:: DATA ::

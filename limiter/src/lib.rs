//! Latchkey Rate Limiter
//!
//! Token buckets kept in a shared [`AtomicStore`](latchkey_store::AtomicStore).
//! Refill and debit happen in one store script per request, so the permits
//! granted across every process never exceed `capacity + rate * elapsed`.

pub mod bucket;
pub mod config;
pub mod metrics;
pub mod rate_limiter;

pub use bucket::{RateLimiterState, Take};
pub use config::RateLimiterConfig;
pub use metrics::{LimiterMetrics, LimiterMetricsSnapshot, SharedLimiterMetrics};
pub use rate_limiter::{RateLimiter, RateLimiterManager};
//! Latchkey Simulator
//!
//! Runs contention scenarios against an in-process store and checks that
//! the locks and rate limiters keep their guarantees.

use std::time::Duration;

use clap::Parser;
use tracing::info;
use tracing_subscriber::{layer::SubscriberExt, util::SubscriberInitExt, EnvFilter};

mod controller;
mod metrics;
mod scenario;

use controller::SimulationController;
use scenario::Scenario;

/// Latchkey Simulator CLI
#[derive(Parser, Debug)]
#[command(name = "simulator")]
#[command(about = "Contention scenarios for latchkey locks and rate limiters")]
struct Args {
    /// Scenario to run (all scenarios when omitted)
    #[arg(short, long)]
    scenario: Option<String>,

    /// Print the available scenarios as JSON and exit
    #[arg(long)]
    list: bool,

    /// Number of concurrent workers, each with its own client
    #[arg(short, long, default_value = "8")]
    workers: usize,

    /// Operations per worker
    #[arg(short, long, default_value = "20")]
    rounds: u32,

    /// Simulated store round-trip latency in milliseconds
    #[arg(long, default_value = "1")]
    store_latency_ms: u64,

    /// Random seed for reproducibility
    #[arg(long)]
    seed: Option<u64>,

    /// Emit logs as JSON
    #[arg(long)]
    json: bool,

    /// Print the scenario reports as JSON when done
    #[arg(long)]
    report: bool,
}

#[tokio::main]
async fn main() -> anyhow::Result<()> {
    let args = Args::parse();

    // Initialize logging
    let filter = EnvFilter::new(std::env::var("RUST_LOG").unwrap_or_else(|_| "info".into()));
    if args.json {
        tracing_subscriber::registry()
            .with(filter)
            .with(tracing_subscriber::fmt::layer().json())
            .init();
    } else {
        tracing_subscriber::registry()
            .with(filter)
            .with(tracing_subscriber::fmt::layer())
            .init();
    }

    if args.list {
        println!("{}", serde_json::to_string_pretty(&Scenario::all())?);
        return Ok(());
    }

    let scenarios = match &args.scenario {
        Some(name) => vec![Scenario::load(name)?],
        None => Scenario::all(),
    };

    info!("Starting Latchkey Simulator");
    info!("Workers: {}", args.workers);
    info!("Rounds: {}", args.rounds);

    let controller = SimulationController::new(
        args.workers,
        args.rounds,
        Duration::from_millis(args.store_latency_ms),
        args.seed,
    );

    let mut reports = Vec::with_capacity(scenarios.len());
    for scenario in &scenarios {
        reports.push(controller.run_scenario(scenario).await?);
    }

    info!("Simulation complete: {} scenarios passed", reports.len());

    if args.report {
        println!("{}", serde_json::to_string_pretty(&reports)?);
    }

    Ok(())
}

:::

• [EXERCISE GOAL] The answer must be a single number: how many lines in the listing above include the word "info".

• [SOLUTION FOR THIS PROBLEM] 6